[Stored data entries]
━━━━

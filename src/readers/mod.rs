// Lookup side of the crate
//
// This module provides the encode engine that turns radical codes into
// characters, along with the canned queries it runs.

pub mod engine;
pub mod query;

pub use engine::{decode_glyph, Engine, EngineConfig, EngineOptions, DEFAULT_DATABASE_PATH};
pub use query::{build_pattern, select_query, MatchMode, OutputScript};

━━━━

• Task to complete:
Could you return all the data above exactly as it appears?

• Worked solution:
filename src/readers/mod.rs
// Lookup side of the crate
//
// This module provides the encode engine that turns radical codes into
// characters, along with the canned queries it runs.

pub mod engine;
pub mod query;

pub use engine::{decode_glyph, Engine, EngineConfig, EngineOptions, DEFAULT_DATABASE_PATH};
pub use query::{build_pattern, select_query, MatchMode, OutputScript};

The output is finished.